A significant increase in the demand for radiography examinations and the corresponding rise in the workload of radiographers has been noted. Radiography imaging departments serve patients presenting with a wide range of conditions and abilities, and student radiographers have reported feeling unprepared, lacking confidence and experiencing stress and anxiety during such interactions. Additionally, they encounter challenges with effective communication and interpersonal engagement, making it difficult for them to recover from difficult experiences. These challenges highlight the need for research on resilience among student radiographers. The aim of the paper is to describe the process undertaken to develop a model to facilitate resilience in DR students, and to present the developed model.
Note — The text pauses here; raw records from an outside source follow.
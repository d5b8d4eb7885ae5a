// Process-backed module
// Launches `<executable> -m <name> ...` through the ProcessLauncher port
use async_trait::async_trait;
use std::collections::{BTreeMap, HashMap};
use std::sync::{Arc, Mutex, PoisonError};
use tokio::task::JoinHandle;
use tracing::{debug, info, warn};

use crate::application::constants::{DEFAULT_INTERPRETER, MODULE_FLAG};
use crate::application::module::Module;
use crate::domain::{Invocation, Lifecycle, Stage};
use crate::error::{Result, SupervisorError};
use crate::port::id_provider::UuidProvider;
use crate::port::{ExecutionError, IdProvider, LaunchOutcome, LaunchSpec, ProcessLauncher};

/// Outcome of one launch as stored in the result slot
pub type LaunchResult = std::result::Result<LaunchOutcome, ExecutionError>;

/// Tracks the single in-flight launch of a ProcessModule and its last result.
///
/// The result slot is read-once: [`Launcher::take_result`] moves the value out
/// and leaves the slot empty.
#[derive(Default)]
pub struct Launcher {
    handle: Option<JoinHandle<()>>,
    slot: Arc<Mutex<Option<LaunchResult>>>,
}

impl Launcher {
    /// True while a detached launch has not finished
    pub fn is_in_flight(&self) -> bool {
        self.handle
            .as_ref()
            .is_some_and(|handle| !handle.is_finished())
    }

    /// Move the last result out of the slot; a second call returns `None`
    pub fn take_result(&self) -> Option<LaunchResult> {
        self.slot
            .lock()
            .unwrap_or_else(PoisonError::into_inner)
            .take()
    }

    fn store(slot: &Mutex<Option<LaunchResult>>, result: LaunchResult) {
        *slot.lock().unwrap_or_else(PoisonError::into_inner) = Some(result);
    }

    /// Wait for the detached launch, if any
    pub async fn wait(&mut self) -> Result<()> {
        match self.handle.take() {
            Some(handle) => handle
                .await
                .map_err(|e| SupervisorError::LaunchJoin(e.to_string())),
            None => Ok(()),
        }
    }
}

/// Module backed by a locally launched executable
pub struct ProcessModule {
    name: String,
    executable: String,
    args: Vec<String>,
    kwargs: BTreeMap<String, String>,
    env: HashMap<String, String>,
    working_dir: Option<String>,
    timeout_ms: Option<i64>,
    lifecycle: Lifecycle,
    launcher: Launcher,
    process_launcher: Arc<dyn ProcessLauncher>,
    id_provider: Arc<dyn IdProvider>,
}

impl ProcessModule {
    /// Create a process module
    ///
    /// # Arguments
    /// * `name` - Full dot-separated module name, e.g. `my.facerec.FacialRecModule`
    /// * `process_launcher` - Backend that actually spawns processes
    ///
    /// # Example
    /// ```text
    /// let module = ProcessModule::new("pkg.mod", Arc::new(SubprocessLauncher::new(vec![])))
    ///     .with_args(["--verbose"])
    ///     .with_kwarg("port", "9000");
    /// ```
    pub fn new(name: impl Into<String>, process_launcher: Arc<dyn ProcessLauncher>) -> Self {
        Self {
            name: name.into(),
            executable: DEFAULT_INTERPRETER.to_string(),
            args: Vec::new(),
            kwargs: BTreeMap::new(),
            env: HashMap::new(),
            working_dir: None,
            timeout_ms: None,
            lifecycle: Lifecycle::new(),
            launcher: Launcher::default(),
            process_launcher,
            id_provider: Arc::new(UuidProvider),
        }
    }

    pub fn with_executable(mut self, executable: impl Into<String>) -> Self {
        self.executable = executable.into();
        self
    }

    pub fn with_args<I, S>(mut self, args: I) -> Self
    where
        I: IntoIterator<Item = S>,
        S: Into<String>,
    {
        self.args.extend(args.into_iter().map(Into::into));
        self
    }

    pub fn with_kwarg(mut self, key: impl Into<String>, value: impl Into<String>) -> Self {
        self.kwargs.insert(key.into(), value.into());
        self
    }

    pub fn with_env(mut self, key: impl Into<String>, value: impl Into<String>) -> Self {
        self.env.insert(key.into(), value.into());
        self
    }

    pub fn with_working_dir(mut self, dir: impl Into<String>) -> Self {
        self.working_dir = Some(dir.into());
        self
    }

    pub fn with_timeout_ms(mut self, timeout_ms: i64) -> Self {
        self.timeout_ms = Some(timeout_ms);
        self
    }

    pub fn launcher(&self) -> &Launcher {
        &self.launcher
    }

    /// Read-once access to the last launch result
    pub fn take_result(&self) -> Option<LaunchResult> {
        self.launcher.take_result()
    }

    /// Wait for an in-flight detached launch to finish
    pub async fn wait(&mut self) -> Result<()> {
        self.launcher.wait().await
    }

    /// Build the command line: `<exec> -m <name> <args...> --<key>=<value>...`
    pub fn launch_spec(&self) -> LaunchSpec {
        let mut args = vec![MODULE_FLAG.to_string(), self.name.clone()];
        args.extend(self.args.iter().cloned());
        args.extend(
            self.kwargs
                .iter()
                .map(|(key, value)| format!("--{}={}", key, value)),
        );

        LaunchSpec {
            program: self.executable.clone(),
            args,
            working_dir: self.working_dir.clone(),
            env: self.env.clone(),
            timeout_ms: self.timeout_ms,
        }
    }

    /// Launch the target.
    ///
    /// Detached: spawns a background task and returns `Ok(true)` once the launch
    /// is accepted; the outcome lands in the result slot. Otherwise waits for the
    /// process, stores the outcome and returns whether it exited successfully.
    ///
    /// # Errors
    /// - SupervisorError::LaunchInFlight if a detached launch is still running
    /// - SupervisorError::Execution if a blocking launch cannot spawn
    pub async fn launch(&mut self, detached: bool) -> Result<bool> {
        if self.launcher.is_in_flight() {
            return Err(SupervisorError::LaunchInFlight(self.name.clone()));
        }

        let spec = self.launch_spec();
        let launch_id = self.id_provider.generate_id();

        info!(
            module = %self.name,
            launch_id = %launch_id,
            command = %spec.command_line(),
            detached = detached,
            "Launching process module"
        );

        if detached {
            let process_launcher = Arc::clone(&self.process_launcher);
            let slot = Arc::clone(&self.launcher.slot);
            let name = self.name.clone();

            let handle = tokio::spawn(async move {
                let result = process_launcher.launch(&spec).await;
                log_outcome(&name, &launch_id, &result);
                Launcher::store(&slot, result);
            });
            self.launcher.handle = Some(handle);

            return Ok(true);
        }

        let result = self.process_launcher.launch(&spec).await;
        log_outcome(&self.name, &launch_id, &result);

        match result {
            Ok(outcome) => {
                let succeeded = outcome.succeeded();
                Launcher::store(&self.launcher.slot, Ok(outcome));
                Ok(succeeded)
            }
            Err(e) => Err(e.into()),
        }
    }
}

fn log_outcome(name: &str, launch_id: &str, result: &LaunchResult) {
    match result {
        Ok(outcome) => info!(
            module = %name,
            launch_id = %launch_id,
            exit_code = ?outcome.exit_code,
            duration_ms = outcome.duration_ms,
            status = ?outcome.status,
            "Process module finished"
        ),
        Err(e) => warn!(
            module = %name,
            launch_id = %launch_id,
            error = %e,
            "Process module launch failed"
        ),
    }
}

#[async_trait]
impl Module for ProcessModule {
    fn name(&self) -> &str {
        &self.name
    }

    fn set_name(&mut self, name: String) {
        self.name = name;
    }

    fn stage(&self) -> Stage {
        self.lifecycle.stage()
    }

    async fn run(&mut self, invocation: Invocation) -> Result<bool> {
        match invocation {
            Invocation::Launch { detached } => self.launch(detached).await,
            other => Err(SupervisorError::InvalidInvocation {
                module: self.name.clone(),
                invocation: other.kind().to_string(),
            }),
        }
    }

    // Process lifetime is per launch; start/stop only move the stage.
    async fn start(&mut self) -> Result<()> {
        self.lifecycle.start()?;
        debug!(module = %self.name, "Process module started");
        Ok(())
    }

    async fn stop(&mut self) -> Result<()> {
        if self.launcher.is_in_flight() {
            // No cancellation: the detached launch keeps running.
            warn!(module = %self.name, "Stopping module with a detached launch still running");
        }
        self.lifecycle.stop();
        debug!(module = %self.name, "Process module stopped");
        Ok(())
    }
}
A qualitative, exploratory, descriptive, contextual and theory-generative approach was used to develop a model for facilitating resilience among diagnostic radiography (DR) students. Data were collected through focus groups with first-year DR students. Finalisation of the model was informed through input by experts in model development, radiography and nursing education. Five focus groups were analysed using thematic analysis, yielding four themes: students' understanding of resilience, students' readiness to commence in the clinical workplace, interpersonal interactions as they relate to the clinical environment and adapting to the clinical environment. Through inductive reasoning, central concepts were identified with facilitation, self-efficacy and social connections, forming the basis of the resilience model. The model designed for the facilitation of resilience is recommended for use as a framework for educators to foster resilience among DR students.